One Christmas Eve in Vermont when my children were small, we did the things you do when your children are small on Christmas Eve. We stuffed and hung their stockings. We put out a draught of cider and a cookie on the mantelpiece for Santa Claus—who would be tired by the time he got there through all that snow—and we put them to bed and then went upstairs and got the presents out of the closet off the guest room, and we dragged them down and put them under the Christmas tree.
…we were just about to tumble exhausted into bed when I remembered that our neighbor just a short distance down the hill had gone off to Florida, I think, for a couple of weeks and had asked me if I would feed his sheep while he was gone.
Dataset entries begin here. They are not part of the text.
//! Import tasks: one unit of work per Drive file or folder.

use serde::{Deserialize, Serialize};
use std::fmt;
use std::str::FromStr;
use uuid::Uuid;

/// Stable identifier of a task, derived from the Drive path of its node.
///
/// Listing the same tree twice yields the same ids, which is what lets a
/// new run pick up the statuses recorded by an earlier one.
#[derive(Debug, Clone, Copy, PartialEq, Eq, Hash, PartialOrd, Ord, Serialize, Deserialize)]
#[serde(transparent)]
pub struct TaskId(pub Uuid);

impl TaskId {
    const NAMESPACE: Uuid = Uuid::from_u128(0x6b1f_0c5e_93d2_4a8e_b1f4_52a7_e0c9_d318);

    /// Derive the id from the Drive ids on the path from the import root.
    pub fn from_path<I, S>(segments: I) -> Self
    where
        I: IntoIterator<Item = S>,
        S: AsRef<str>,
    {
        let joined = segments
            .into_iter()
            .map(|s| s.as_ref().to_string())
            .collect::<Vec<_>>()
            .join("/");
        Self(Uuid::new_v5(&Self::NAMESPACE, joined.as_bytes()))
    }
}

impl fmt::Display for TaskId {
    fn fmt(&self, f: &mut fmt::Formatter<'_>) -> fmt::Result {
        self.0.fmt(f)
    }
}

impl FromStr for TaskId {
    type Err = uuid::Error;

    fn from_str(s: &str) -> Result<Self, Self::Err> {
        Uuid::parse_str(s).map(Self)
    }
}

/// Role of a node in the imported course structure.
#[derive(Debug, Clone, Copy, PartialEq, Eq, Hash, PartialOrd, Ord, Serialize, Deserialize)]
#[serde(rename_all = "kebab-case")]
pub enum TaskKind {
    Course,
    Module,
    LessonVideo,
    LessonDocument,
    Quiz,
    Skip,
}

impl TaskKind {
    pub fn as_str(&self) -> &'static str {
        match self {
            Self::Course => "course",
            Self::Module => "module",
            Self::LessonVideo => "lesson-video",
            Self::LessonDocument => "lesson-document",
            Self::Quiz => "quiz",
            Self::Skip => "skip",
        }
    }

    /// Course and module tasks own the tasks listed below them.
    pub fn is_container(&self) -> bool {
        matches!(self, Self::Course | Self::Module)
    }
}

impl fmt::Display for TaskKind {
    fn fmt(&self, f: &mut fmt::Formatter<'_>) -> fmt::Result {
        f.write_str(self.as_str())
    }
}

/// Execution status of a task.
#[derive(Debug, Clone, Copy, PartialEq, Eq, Hash, Default, Serialize, Deserialize)]
#[serde(rename_all = "kebab-case")]
pub enum TaskStatus {
    #[default]
    Pending,
    InProgress,
    Done,
    Failed,
}

impl TaskStatus {
    pub fn as_str(&self) -> &'static str {
        match self {
            Self::Pending => "pending",
            Self::InProgress => "in-progress",
            Self::Done => "done",
            Self::Failed => "failed",
        }
    }
}

impl fmt::Display for TaskStatus {
    fn fmt(&self, f: &mut fmt::Formatter<'_>) -> fmt::Result {
        f.write_str(self.as_str())
    }
}

impl FromStr for TaskStatus {
    type Err = String;

    fn from_str(s: &str) -> Result<Self, Self::Err> {
        match s {
            "pending" => Ok(Self::Pending),
            "in-progress" => Ok(Self::InProgress),
            "done" => Ok(Self::Done),
            "failed" => Ok(Self::Failed),
            other => Err(format!("unknown task status: {other}")),
        }
    }
}

/// Handle to the Drive node behind a task.
#[derive(Debug, Clone, PartialEq, Eq, Serialize, Deserialize)]
#[serde(rename_all = "camelCase")]
pub struct SourceRef {
    pub id: String,
    /// Drive `modifiedTime` at listing time.
    pub revision: Option<String>,
}

/// Drive ids of the course and module folders above a task.
#[derive(Debug, Clone, Default, PartialEq, Eq, Serialize, Deserialize)]
#[serde(rename_all = "camelCase")]
pub struct Lineage {
    pub course_source: Option<String>,
    pub module_source: Option<String>,
}

/// One unit of work within an import run.
#[derive(Debug, Clone, PartialEq, Serialize, Deserialize)]
#[serde(rename_all = "camelCase")]
pub struct ImportTask {
    pub id: TaskId,
    pub kind: TaskKind,
    pub name: String,
    pub mime_type: String,
    /// Human readable path from the import root, e.g. `Course A/Module 1/video1.mp4`.
    pub path: String,
    pub depth: u32,
    /// Index among siblings, in listing order.
    pub position: u32,
    pub source: SourceRef,
    pub parent: Option<TaskId>,
    #[serde(default)]
    pub lineage: Lineage,
    #[serde(default)]
    pub size: Option<u64>,
    #[serde(default)]
    pub web_view_link: Option<String>,
    #[serde(default)]
    pub status: TaskStatus,
    #[serde(default)]
    pub error: Option<String>,
    /// Catalog row written by the task once it is done.
    #[serde(default)]
    pub entity_id: Option<String>,
    #[serde(default)]
    pub attempts: u32,
}

impl ImportTask {
    pub fn is_done(&self) -> bool {
        self.status == TaskStatus::Done
    }

    pub fn mark_in_progress(&mut self) {
        self.status = TaskStatus::InProgress;
        self.error = None;
    }

    pub fn mark_done(&mut self, entity_id: Option<String>) {
        self.status = TaskStatus::Done;
        self.error = None;
        if entity_id.is_some() {
            self.entity_id = entity_id;
        }
    }

    pub fn mark_failed(&mut self, error: impl Into<String>) {
        self.status = TaskStatus::Failed;
        self.error = Some(error.into());
    }

    /// Apply the result of one executor invocation.
    pub fn apply(&mut self, outcome: &TaskOutcome) {
        self.attempts += outcome.attempts;
        match outcome.status {
            TaskStatus::Done => self.mark_done(outcome.entity_id.clone()),
            _ => self.mark_failed(
                outcome
                    .error
                    .clone()
                    .unwrap_or_else(|| "task failed".to_string()),
            ),
        }
    }
}

/// Result of executing one task.
#[derive(Debug, Clone, PartialEq, Eq, Serialize, Deserialize)]
#[serde(rename_all = "camelCase")]
pub struct TaskOutcome {
    pub status: TaskStatus,
    pub entity_id: Option<String>,
    pub error: Option<String>,
    pub attempts: u32,
}

impl TaskOutcome {
    pub fn done(entity_id: Option<String>, attempts: u32) -> Self {
        Self {
            status: TaskStatus::Done,
            entity_id,
            error: None,
            attempts,
        }
    }

    pub fn failed(error: impl Into<String>, attempts: u32) -> Self {
        Self {
            status: TaskStatus::Failed,
            entity_id: None,
            error: Some(error.into()),
            attempts,
        }
    }

    pub fn is_done(&self) -> bool {
        self.status == TaskStatus::Done
    }
}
Late as it was, I knew I had to do it.
So my brother and I put on our boots and our coats, and we trudged down the hill through a lot of snow to the barn where we each picked up a couple of bales of hay and carried them out to the sheep shed in the back and pulled the string on the 40-watt bulb, and the sheep came bumbling around the way sheep do, and we split the strings of the bales and shook the dust out and put them in the rack.
And there was the smell of the hay and the bumbling of the sheep and the dim light and the snow falling outside and it was Christmas Eve, and only then did I realize where I was. Being a minister trained me to notice things, but it was only then that I noticed the manger, though I might have not noticed it at all. And it seems to me the world is a manger, the whole bloody mess of it, where God is being born again and again and again and again and again and again. You’ve got your mind on so many other things. You are so busy with this and that, you don’t see it. You don’t notice it.